Additionally, while hearing aids on the market today amplify sound signals and do help many, they do not compensate for all of the hearing difficulties that older listeners have, Fogerty continued.

The study, funded by the National Institute on Deafness and Other Communication Disorders, a branch of the National Institutes of Health, “aims to identify essential acoustical properties of speech, so we can customize the programing of hearing aids to be more selective in terms of what they amplify as well as to customize them to the individual,” Fogerty said.
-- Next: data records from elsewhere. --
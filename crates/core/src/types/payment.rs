//! Saved payment methods.

use core::fmt;

use serde::{Deserialize, Serialize};

use super::email::Email;
use super::id::PaymentMethodId;

/// Reasons a set of payment details is rejected.
#[derive(thiserror::Error, Debug, Clone, PartialEq, Eq)]
pub enum PaymentDetailsError {
    #[error("{field} cannot be empty")]
    EmptyField { field: &'static str },
    #[error("{field} must be exactly four digits")]
    LastFour { field: &'static str },
    #[error("expiry month must be between 1 and 12 (got {0})")]
    ExpiryMonth(u8),
}

/// Kind-specific payment details. Each variant carries only its own fields.
#[derive(Debug, Clone, PartialEq, Eq, Serialize, Deserialize)]
#[serde(tag = "type", rename_all = "snake_case")]
pub enum PaymentDetails {
    CreditCard {
        cardholder_name: String,
        last_four: String,
        expiry_month: u8,
        expiry_year: u16,
    },
    #[serde(rename = "paypal")]
    PayPal { email: Email },
    BankTransfer {
        account_name: String,
        bank_name: String,
        account_last_four: String,
    },
}

impl PaymentDetails {
    /// Check field-level constraints.
    ///
    /// # Errors
    ///
    /// Returns the first constraint violated.
    pub fn validate(&self) -> Result<(), PaymentDetailsError> {
        match self {
            Self::CreditCard {
                cardholder_name,
                last_four,
                expiry_month,
                ..
            } => {
                require_non_empty(cardholder_name, "cardholder_name")?;
                require_last_four(last_four, "last_four")?;
                if !(1..=12).contains(expiry_month) {
                    return Err(PaymentDetailsError::ExpiryMonth(*expiry_month));
                }
                Ok(())
            }
            // Email is validated at construction
            Self::PayPal { .. } => Ok(()),
            Self::BankTransfer {
                account_name,
                bank_name,
                account_last_four,
            } => {
                require_non_empty(account_name, "account_name")?;
                require_non_empty(bank_name, "bank_name")?;
                require_last_four(account_last_four, "account_last_four")
            }
        }
    }

    #[must_use]
    pub const fn kind(&self) -> PaymentKind {
        match self {
            Self::CreditCard { .. } => PaymentKind::CreditCard,
            Self::PayPal { .. } => PaymentKind::PayPal,
            Self::BankTransfer { .. } => PaymentKind::BankTransfer,
        }
    }

    /// Short label safe to show back to the customer.
    #[must_use]
    pub fn summary(&self) -> String {
        match self {
            Self::CreditCard {
                last_four,
                expiry_month,
                expiry_year,
                ..
            } => format!("Card ending {last_four} ({expiry_month:02}/{expiry_year})"),
            Self::PayPal { email } => format!("PayPal {}", email.masked()),
            Self::BankTransfer {
                bank_name,
                account_last_four,
                ..
            } => format!("{bank_name} account ending {account_last_four}"),
        }
    }
}

fn require_non_empty(value: &str, field: &'static str) -> Result<(), PaymentDetailsError> {
    if value.trim().is_empty() {
        return Err(PaymentDetailsError::EmptyField { field });
    }
    Ok(())
}

fn require_last_four(value: &str, field: &'static str) -> Result<(), PaymentDetailsError> {
    if value.len() != 4 || !value.bytes().all(|b| b.is_ascii_digit()) {
        return Err(PaymentDetailsError::LastFour { field });
    }
    Ok(())
}

/// Discriminant of [`PaymentDetails`].
#[derive(Debug, Clone, Copy, PartialEq, Eq, Hash, Serialize, Deserialize)]
#[serde(rename_all = "snake_case")]
pub enum PaymentKind {
    CreditCard,
    #[serde(rename = "paypal")]
    PayPal,
    BankTransfer,
}

impl fmt::Display for PaymentKind {
    fn fmt(&self, f: &mut fmt::Formatter<'_>) -> fmt::Result {
        match self {
            Self::CreditCard => write!(f, "credit_card"),
            Self::PayPal => write!(f, "paypal"),
            Self::BankTransfer => write!(f, "bank_transfer"),
        }
    }
}

/// A saved payment method.
#[derive(Debug, Clone, PartialEq, Eq, Serialize, Deserialize)]
#[serde(rename_all = "camelCase")]
pub struct PaymentMethod {
    pub id: PaymentMethodId,
    #[serde(flatten)]
    pub details: PaymentDetails,
    pub is_default: bool,
}

/// A new payment method before an ID is assigned.
#[derive(Debug, Clone, PartialEq, Eq, Serialize, Deserialize)]
#[serde(rename_all = "camelCase")]
pub struct NewPaymentMethod {
    #[serde(flatten)]
    pub details: PaymentDetails,
    #[serde(default)]
    pub is_default: bool,
}

/// Partial update for a [`PaymentMethod`].
#[derive(Debug, Clone, Default, PartialEq, Eq, Serialize, Deserialize)]
#[serde(rename_all = "camelCase")]
pub struct PaymentMethodPatch {
    /// Replacement details; may switch the payment kind.
    pub details: Option<PaymentDetails>,
    pub is_default: Option<bool>,
}
//! Core types for Marketstall.
//!
//! This module provides type-safe wrappers and records for the commerce
//! domain: IDs, prices, catalog products, saved profile entries, orders
//! and refund requests.

pub mod address;
pub mod email;
pub mod id;
pub mod order;
pub mod payment;
pub mod price;
pub mod product;
pub mod refund;
pub mod status;

pub use address::{Address, AddressPatch, NewAddress};
pub use email::{Email, EmailError};
pub use id::*;
pub use order::{Order, OrderItem, StatusTransitionError, items_total};
pub use payment::{
    NewPaymentMethod, PaymentDetails, PaymentDetailsError, PaymentKind, PaymentMethod,
    PaymentMethodPatch,
};
pub use price::{CurrencyCode, Price, PriceError};
pub use product::{CLOTHING_CATEGORY, Product};
pub use refund::{MIN_REFUND_REASON_CHARS, RefundRequest};
pub use status::*;
//! Status enums for orders and refund requests.
//!
//! Both enums carry their own transition tables so every component that
//! writes a status checks the same rules.

use core::fmt;

use serde::{Deserialize, Serialize};

/// Order lifecycle status.
///
/// ```text
/// pending -> processing -> shipped -> delivered -> partially_refunded -> refunded
///    \            \                      \___________________________/^
///     `-> canceled `-> canceled
/// ```
#[derive(Debug, Clone, Copy, PartialEq, Eq, Hash, Serialize, Deserialize, Default)]
#[serde(rename_all = "snake_case")]
pub enum OrderStatus {
    #[default]
    Pending,
    Processing,
    Shipped,
    Delivered,
    Canceled,
    Refunded,
    PartiallyRefunded,
}

impl OrderStatus {
    /// Whether `self -> next` is a legal lifecycle step.
    #[must_use]
    pub const fn can_transition_to(self, next: Self) -> bool {
        matches!(
            (self, next),
            (Self::Pending, Self::Processing | Self::Canceled)
                | (Self::Processing, Self::Shipped | Self::Canceled)
                | (Self::Shipped, Self::Delivered)
                | (
                    Self::Delivered | Self::PartiallyRefunded,
                    Self::Refunded | Self::PartiallyRefunded
                )
        )
    }

    /// No transition leaves a terminal state.
    #[must_use]
    pub const fn is_terminal(self) -> bool {
        matches!(self, Self::Canceled | Self::Refunded)
    }

    /// Statuses that only a refund approval may write.
    #[must_use]
    pub const fn is_refund_outcome(self) -> bool {
        matches!(self, Self::Refunded | Self::PartiallyRefunded)
    }

    #[must_use]
    pub const fn as_str(self) -> &'static str {
        match self {
            Self::Pending => "pending",
            Self::Processing => "processing",
            Self::Shipped => "shipped",
            Self::Delivered => "delivered",
            Self::Canceled => "canceled",
            Self::Refunded => "refunded",
            Self::PartiallyRefunded => "partially_refunded",
        }
    }
}

impl fmt::Display for OrderStatus {
    fn fmt(&self, f: &mut fmt::Formatter<'_>) -> fmt::Result {
        f.write_str(self.as_str())
    }
}

impl std::str::FromStr for OrderStatus {
    type Err = String;

    fn from_str(s: &str) -> Result<Self, Self::Err> {
        match s {
            "pending" => Ok(Self::Pending),
            "processing" => Ok(Self::Processing),
            "shipped" => Ok(Self::Shipped),
            "delivered" => Ok(Self::Delivered),
            "canceled" => Ok(Self::Canceled),
            "refunded" => Ok(Self::Refunded),
            "partially_refunded" => Ok(Self::PartiallyRefunded),
            _ => Err(format!("invalid order status: {s}")),
        }
    }
}

/// Refund request approval status.
#[derive(Debug, Clone, Copy, PartialEq, Eq, Hash, Serialize, Deserialize, Default)]
#[serde(rename_all = "snake_case")]
pub enum RefundStatus {
    #[default]
    Pending,
    Approved,
    Rejected,
}

impl RefundStatus {
    #[must_use]
    pub const fn is_resolved(self) -> bool {
        !matches!(self, Self::Pending)
    }

    #[must_use]
    pub const fn as_str(self) -> &'static str {
        match self {
            Self::Pending => "pending",
            Self::Approved => "approved",
            Self::Rejected => "rejected",
        }
    }
}

impl fmt::Display for RefundStatus {
    fn fmt(&self, f: &mut fmt::Formatter<'_>) -> fmt::Result {
        f.write_str(self.as_str())
    }
}

impl std::str::FromStr for RefundStatus {
    type Err = String;

    fn from_str(s: &str) -> Result<Self, Self::Err> {
        match s {
            "pending" => Ok(Self::Pending),
            "approved" => Ok(Self::Approved),
            "rejected" => Ok(Self::Rejected),
            _ => Err(format!("invalid refund status: {s}")),
        }
    }
}

/// Role reported by the auth collaborator.
#[derive(Debug, Clone, Copy, PartialEq, Eq, Hash, Serialize, Deserialize, Default)]
#[serde(rename_all = "snake_case")]
pub enum UserRole {
    #[default]
    Customer,
    Admin,
}

impl fmt::Display for UserRole {
    fn fmt(&self, f: &mut fmt::Formatter<'_>) -> fmt::Result {
        match self {
            Self::Customer => write!(f, "customer"),
            Self::Admin => write!(f, "admin"),
        }
    }
}
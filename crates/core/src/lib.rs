//! Marketstall Core - Shared types library.
//!
//! This crate provides the types used across all Marketstall components:
//! - `engine` - Client-side commerce state engine (cart, profile, orders, refunds)
//! - `cli` - Local driver for exercising the engine
//!
//! # Architecture
//!
//! The core crate contains only types and their invariants - no I/O, no
//! persistence, no collaborators. This keeps it lightweight and allows it
//! to be used anywhere.
//!
//! # Modules
//!
//! - [`types`] - Type-safe IDs, prices, emails, statuses and domain records

#![cfg_attr(not(test), forbid(unsafe_code))]

pub mod types;

pub use types::*;
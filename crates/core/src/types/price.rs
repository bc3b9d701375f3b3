//! Type-safe price representation using decimal arithmetic.

use core::fmt;

use rust_decimal::Decimal;
use serde::{Deserialize, Serialize};

/// Errors that can occur when constructing a [`Price`].
#[derive(thiserror::Error, Debug, Clone, PartialEq, Eq)]
pub enum PriceError {
    /// The amount is below zero.
    #[error("price cannot be negative (got {0})")]
    Negative(Decimal),
}

/// A non-negative price with currency information.
///
/// ```
/// use marketstall_core::{CurrencyCode, Price};
/// use rust_decimal::Decimal;
///
/// let price = Price::new(Decimal::new(1999, 2), CurrencyCode::USD).unwrap();
/// assert_eq!(price.line_total(3), Decimal::new(5997, 2));
/// assert_eq!(price.display(), "$19.99");
///
/// assert!(Price::new(Decimal::new(-1, 0), CurrencyCode::USD).is_err());
/// ```
#[derive(Debug, Clone, Copy, PartialEq, Eq, Hash, Serialize, Deserialize)]
#[serde(try_from = "RawPrice")]
pub struct Price {
    /// Amount in the currency's standard unit (e.g., dollars, not cents).
    amount: Decimal,
    /// ISO 4217 currency code.
    #[serde(default)]
    currency_code: CurrencyCode,
}

#[derive(Deserialize)]
struct RawPrice {
    amount: Decimal,
    #[serde(default)]
    currency_code: CurrencyCode,
}

impl TryFrom<RawPrice> for Price {
    type Error = PriceError;

    fn try_from(raw: RawPrice) -> Result<Self, Self::Error> {
        Self::new(raw.amount, raw.currency_code)
    }
}

impl Price {
    /// Create a new price.
    ///
    /// # Errors
    ///
    /// Returns `PriceError::Negative` if `amount` is below zero.
    pub fn new(amount: Decimal, currency_code: CurrencyCode) -> Result<Self, PriceError> {
        if amount.is_sign_negative() && !amount.is_zero() {
            return Err(PriceError::Negative(amount));
        }
        Ok(Self {
            amount,
            currency_code,
        })
    }

    /// Create a USD price.
    ///
    /// # Errors
    ///
    /// Returns `PriceError::Negative` if `amount` is below zero.
    pub fn usd(amount: Decimal) -> Result<Self, PriceError> {
        Self::new(amount, CurrencyCode::USD)
    }

    #[must_use]
    pub const fn amount(&self) -> Decimal {
        self.amount
    }

    #[must_use]
    pub const fn currency_code(&self) -> CurrencyCode {
        self.currency_code
    }

    /// Exact `amount × quantity`.
    #[must_use]
    pub fn line_total(&self, quantity: u32) -> Decimal {
        self.amount * Decimal::from(quantity)
    }

    /// Format for display (e.g., "$19.99").
    #[must_use]
    pub fn display(&self) -> String {
        format!("{}{:.2}", self.currency_code.symbol(), self.amount)
    }
}

impl fmt::Display for Price {
    fn fmt(&self, f: &mut fmt::Formatter<'_>) -> fmt::Result {
        f.write_str(&self.display())
    }
}

/// ISO 4217 currency codes.
#[derive(Debug, Clone, Copy, PartialEq, Eq, Hash, Serialize, Deserialize, Default)]
pub enum CurrencyCode {
    #[default]
    USD,
    EUR,
    GBP,
    CAD,
    AUD,
}

impl CurrencyCode {
    #[must_use]
    pub const fn symbol(&self) -> &'static str {
        match self {
            Self::USD | Self::CAD | Self::AUD => "$",
            Self::EUR => "€",
            Self::GBP => "£",
        }
    }
}
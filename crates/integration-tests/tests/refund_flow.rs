//! Fulfillment and refunds, end to end over the slot-backed collaborators.

#![allow(clippy::unwrap_used)]

use marketstall_core::{Order, OrderStatus, ProductId, RefundStatus};
use marketstall_engine::{
    CheckoutSelection, CommerceError, Eligibility, Ineligibility, PersistencePolicy,
    RefundGateway, ValidationError,
};
use marketstall_integration_tests::{
    FailingRefundGateway, Harness, TestSession, address, admin, card, customer, default_products,
    deliver,
};
use rust_decimal::Decimal;

const REASON: &str = "Arrived damaged in transit";

/// Order product 1 (x1, $10) and product 2 (x2, $5 each).
async fn place_order<R: RefundGateway>(session: &mut TestSession<R>) -> Order {
    {
        let profile = session.profile_mut().unwrap();
        profile.addresses_mut().add(address("Home", true)).unwrap();
        profile.payment_methods_mut().add(card("4242")).unwrap();
    }
    session.add_to_cart(ProductId::new(1), 1).await.unwrap();
    session.add_to_cart(ProductId::new(2), 2).await.unwrap();
    session.checkout(CheckoutSelection::default()).await.unwrap()
}

#[tokio::test]
async fn test_partial_then_full_refund() {
    let harness = Harness::new(default_products());
    let mut session = harness.open(customer(1)).await.unwrap();
    let order = place_order(&mut session).await;
    deliver(&mut session, order.id).await.unwrap();

    let request = session
        .request_refund(order.id, &[ProductId::new(2)], REASON)
        .await
        .unwrap();
    assert_eq!(request.status, RefundStatus::Pending);
    assert_eq!(request.amount, Decimal::from(10));
    assert_eq!(
        session.refund_eligibility(order.id).unwrap(),
        Eligibility::Ineligible(Ineligibility::PendingRequest(request.id))
    );
    assert!(matches!(
        session
            .request_refund(order.id, &[ProductId::new(1)], REASON)
            .await,
        Err(CommerceError::Validation(ValidationError::NotEligible { .. }))
    ));
    drop(session);

    // Resolved by a different user holding the admin role
    let mut admin_session = harness.open(admin(99)).await.unwrap();
    assert!(admin_session.orders().unwrap().get(order.id).is_some());
    let approved = admin_session.resolve_refund(request.id, true).await.unwrap();
    assert_eq!(approved.status, RefundStatus::Approved);
    assert!(approved.response_date.is_some());
    drop(admin_session);

    let mut session = harness.open(customer(1)).await.unwrap();
    assert_eq!(
        session.orders().unwrap().require(order.id).unwrap().status,
        OrderStatus::PartiallyRefunded
    );
    assert!(matches!(
        session
            .request_refund(order.id, &[ProductId::new(2)], REASON)
            .await,
        Err(CommerceError::Validation(ValidationError::ItemAlreadyRefunded(_)))
    ));

    let rest = session
        .request_refund(order.id, &[ProductId::new(1)], REASON)
        .await
        .unwrap();
    assert_eq!(rest.amount, Decimal::from(10));
    session.resolve_refund(rest.id, true).await.unwrap();

    assert_eq!(
        session.orders().unwrap().require(order.id).unwrap().status,
        OrderStatus::Refunded
    );
    assert_eq!(
        session.refund_eligibility(order.id).unwrap(),
        Eligibility::Ineligible(Ineligibility::Refunded)
    );
}

#[tokio::test]
async fn test_rejection_keeps_order_and_allows_resubmission() {
    let harness = Harness::new(default_products());
    let mut session = harness.open(customer(1)).await.unwrap();
    let order = place_order(&mut session).await;
    deliver(&mut session, order.id).await.unwrap();

    let request = session
        .request_refund(order.id, &[ProductId::new(1), ProductId::new(2)], REASON)
        .await
        .unwrap();
    assert_eq!(request.amount, Decimal::from(20));

    let rejected = session.resolve_refund(request.id, false).await.unwrap();
    assert_eq!(rejected.status, RefundStatus::Rejected);
    assert_eq!(
        session.orders().unwrap().require(order.id).unwrap().status,
        OrderStatus::Delivered
    );
    assert!(matches!(
        session.resolve_refund(request.id, true).await,
        Err(CommerceError::RefundAlreadyResolved {
            status: RefundStatus::Rejected,
            ..
        })
    ));

    assert!(session.refund_eligibility(order.id).unwrap().is_eligible());
    session
        .request_refund(order.id, &[ProductId::new(1)], REASON)
        .await
        .unwrap();
    assert_eq!(session.refunds().unwrap().requests_for(order.id).count(), 2);
}

#[tokio::test]
async fn test_selection_flow() {
    let harness = Harness::new(default_products());
    let mut session = harness.open(customer(1)).await.unwrap();
    let order = place_order(&mut session).await;
    deliver(&mut session, order.id).await.unwrap();

    {
        let selection = session.refunds_mut().unwrap().begin_selection(order.id);
        assert!(selection.toggle(ProductId::new(1)));
        assert!(selection.toggle(ProductId::new(2)));
        assert!(!selection.toggle(ProductId::new(1)));
        assert_eq!(selection.selected_amount(&order), Decimal::from(10));
    }

    let request = session
        .request_refund_for_selection(order.id, REASON)
        .await
        .unwrap();
    assert_eq!(request.items.len(), 1);
    assert_eq!(request.items[0].product_id, ProductId::new(2));
    assert!(session.refunds().unwrap().selection().is_none());
}

#[tokio::test]
async fn test_refund_preconditions() {
    let harness = Harness::new(default_products());
    let mut session = harness.open(customer(1)).await.unwrap();
    let order = place_order(&mut session).await;
    deliver(&mut session, order.id).await.unwrap();

    assert!(matches!(
        session.request_refund(order.id, &[], REASON).await,
        Err(CommerceError::Validation(ValidationError::NoItemsSelected))
    ));
    assert!(matches!(
        session
            .request_refund(order.id, &[ProductId::new(3)], REASON)
            .await,
        Err(CommerceError::Validation(ValidationError::ItemNotInOrder { .. }))
    ));
    assert!(matches!(
        session
            .request_refund(order.id, &[ProductId::new(1)], "  too short  ")
            .await,
        Err(CommerceError::Validation(ValidationError::ReasonTooShort {
            min: 10,
            actual: 9
        }))
    ));
    assert!(session.refunds().unwrap().requests().is_empty());
}

#[tokio::test]
async fn test_canceled_order_is_not_refundable() {
    let harness = Harness::new(default_products());
    let mut session = harness.open(customer(1)).await.unwrap();
    let order = place_order(&mut session).await;

    session
        .apply_fulfillment_update(order.id, OrderStatus::Canceled, None)
        .await
        .unwrap();
    assert!(matches!(
        session
            .apply_fulfillment_update(order.id, OrderStatus::Processing, None)
            .await,
        Err(CommerceError::InvalidTransition(_))
    ));
    assert_eq!(
        session.refund_eligibility(order.id).unwrap(),
        Eligibility::Ineligible(Ineligibility::Canceled)
    );
}

#[tokio::test]
async fn test_gateway_failure_leaves_state_unchanged() {
    let harness = Harness::new(default_products());
    let mut session = harness
        .open_with(customer(1), FailingRefundGateway, PersistencePolicy::BestEffort)
        .await
        .unwrap();
    let order = place_order(&mut session).await;
    deliver(&mut session, order.id).await.unwrap();

    let err = session
        .request_refund(order.id, &[ProductId::new(1)], REASON)
        .await
        .unwrap_err();
    assert!(err.is_remote());
    assert!(session.refunds().unwrap().requests().is_empty());
    assert!(session.refund_eligibility(order.id).unwrap().is_eligible());
}
/// Resolve a flat list of settings.
///
/// For each setting, in order:
/// 1. conditional settings contribute their nested `id -> default` pairs,
/// 2. controls become one object stored under the setting id,
/// 3. regex patterns become `{value, parts}` under the setting id,
/// 4. a truthy plain `default` is stored under the setting id.
///
/// Step 4 runs after step 2, so a plain default replaces the control
/// object stored for the same id. A pattern-derived entry already carries
/// the default as its `value` and is left in place.
pub fn build_settings_defaults(settings: &[Setting]) -> WidgetConfiguration {
    let mut configuration = WidgetConfiguration::new();

    for setting in settings {
        let mut derived_from_patterns = false;

        if let Some(type_meta) = &setting.type_meta {
            if let Some(branches) = &type_meta.conditional_settings {
                merge_configuration(&mut configuration, conditional_defaults(branches));
            }

            if let Some(controls) = &type_meta.controls {
                configuration.insert(setting.id.clone(), Value::Object(control_defaults(controls)));
            }

            if let Some(patterns) = &type_meta.reg_ex_patterns {
                configuration.insert(
                    setting.id.clone(),
                    pattern_defaults(setting.default.as_ref(), patterns),
                );
                derived_from_patterns = true;
            }
        }

        if derived_from_patterns {
            continue;
        }

        if let Some(default) = setting.default.as_ref().filter(|value| is_truthy(value)) {
            configuration.insert(setting.id.clone(), default.clone());
        }
    }

    configuration
}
“Some people may be better at processing certain (acoustical) cues than others, so we can tailor these devices in terms of programming to the individual,” he said.

Volunteers for the project will be divided into four groups of about 20 persons each. The groups will consist of college-age students with normal hearing, older adults with normal hearing, older adults with hearing impairment and younger adults with simulated hearing impairment.

With about a year of service, Fogerty is a newcomer to the Arnold School faculty. In 2001 he earned a bachelor’s degree in communication sciences and disorders and psychology from Augustana College in Rock Island, Ill.; in 2004, a master’s degree in speech-language pathology from Michigan State University, and in 2010, a doctorate in speech and hearing sciences/cognitive science from Indiana University.